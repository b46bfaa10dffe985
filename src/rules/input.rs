//! Input-category rules: parameter design, parameter-set consistency, and
//! pipeline support.
//!
//! | ID | Severity | What it checks |
//! |----|----------|----------------|
//! | `input/switch-not-positional` | Required | Switch parameters are named-only |
//! | `input/no-dontshow-parameters` | Required | No hidden public parameters |
//! | `input/non-functional-marker` | Required | No stub-parameter marker in the source |
//! | `input/get-verb-no-mandatory` | Required | Get commands have no mandatory default-set parameters |
//! | `input/positional-when-mandatory` | Required | Mandatory parameters imply a positional one |
//! | `input/strongly-typed-parameters` | Required | Not every parameter is free-form text |
//! | `input/no-boolean-parameters` | Required | Boolean parameters are switches (except `All`) |
//! | `input/validate-set-not-boolean` | Optional | `{true, false}` value sets become switches |
//! | `input/pipeline-input-support` | Required | At least one parameter accepts pipeline input |
//! | `input/input-object-present` | WIP | An `InputObject` parameter exists |
//! | `input/test-verb-boolean-output` | Required | Test commands declare a boolean output |
//! | `input/path-has-pspath-alias` | Required | `Path` carries a `PSPath` alias |
//! | `input/path-is-string` | Required | `Path` is string-typed |
//! | `input/uri-typed-parameter` | Required | `Uri` uses a dedicated URI type |
//! | `input/numeric-range-declared` | Optional | Numeric parameters declare a range |
//! | `input/input-object-type-resolves` | Required | `InputObject`'s type reference resolves |
//! | `input/parameter-count-ceiling` | Required | Parameter count stays under the ceiling |
//! | `input/positional-count-ceiling` | Required | At most 4 positional parameters per set |
//! | `input/position-collision` | Required | No duplicate positions within a set |
//! | `input/one-pipeline-by-value` | Required | At most one by-value pipeline parameter per set |
//! | `input/parameter-set-distinctness` | Required | Each of 3+ sets has a unique parameter |
//! | `input/default-set-required` | Required | Ambiguous set layouts declare a default |
//! | `input/standard-name-casing` | Optional | Standard names use canonical casing |
//! | `input/credential-typed-parameter` | Optional | `Credential` uses the credential type |

use crate::descriptor::{
    is_boolean_type, is_credential_type, is_numeric_type, is_resolvable_type, is_string_type,
    is_switch_type, is_uri_type, CommandDescriptor, ParameterDescriptor, ALL_PARAMETER_SETS,
};
use crate::rule::{Category, Rule, RuleContext, RuleOutcome, Severity};
use crate::rules::NO_SOURCE_TEXT;
use std::collections::HashMap;
use std::sync::LazyLock;

/// Ceiling on positional parameters within one parameter set.
const MAX_POSITIONAL_PER_SET: usize = 4;

/// Marker phrase documenting a parameter stub in definition text.
static RE_NON_FUNCTIONAL: LazyLock<regex::Regex> =
    LazyLock::new(|| regex::Regex::new(r"(?i)\bis not functional\b").unwrap());

/// Named parameter sets, excluding the all-sets marker.
fn named_sets(d: &CommandDescriptor) -> Vec<String> {
    d.set_names()
        .into_iter()
        .filter(|s| s != ALL_PARAMETER_SETS)
        .collect()
}

/// Parameters exclusive to `set`: members of that set and no other.
fn unique_params<'a>(d: &'a CommandDescriptor, set: &str) -> Vec<&'a ParameterDescriptor> {
    d.parameters
        .iter()
        .filter(|p| !p.in_all_sets() && p.member_of_sets.len() == 1 && p.member_of_sets[0] == set)
        .collect()
}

===

■ **Work to be completed**
Give back the entries above exactly as they are, from their first line through the line that contains "public parameters |", both included, with nothing else.

■ **Solution**
repository b46bfaa10dffe985
filename src/rules/input.rs
//! Input-category rules: parameter design, parameter-set consistency, and
//! pipeline support.
//!
//! | ID | Severity | What it checks |
//! |----|----------|----------------|
//! | `input/switch-not-positional` | Required | Switch parameters are named-only |
//! | `input/no-dontshow-parameters` | Required | No hidden public parameters |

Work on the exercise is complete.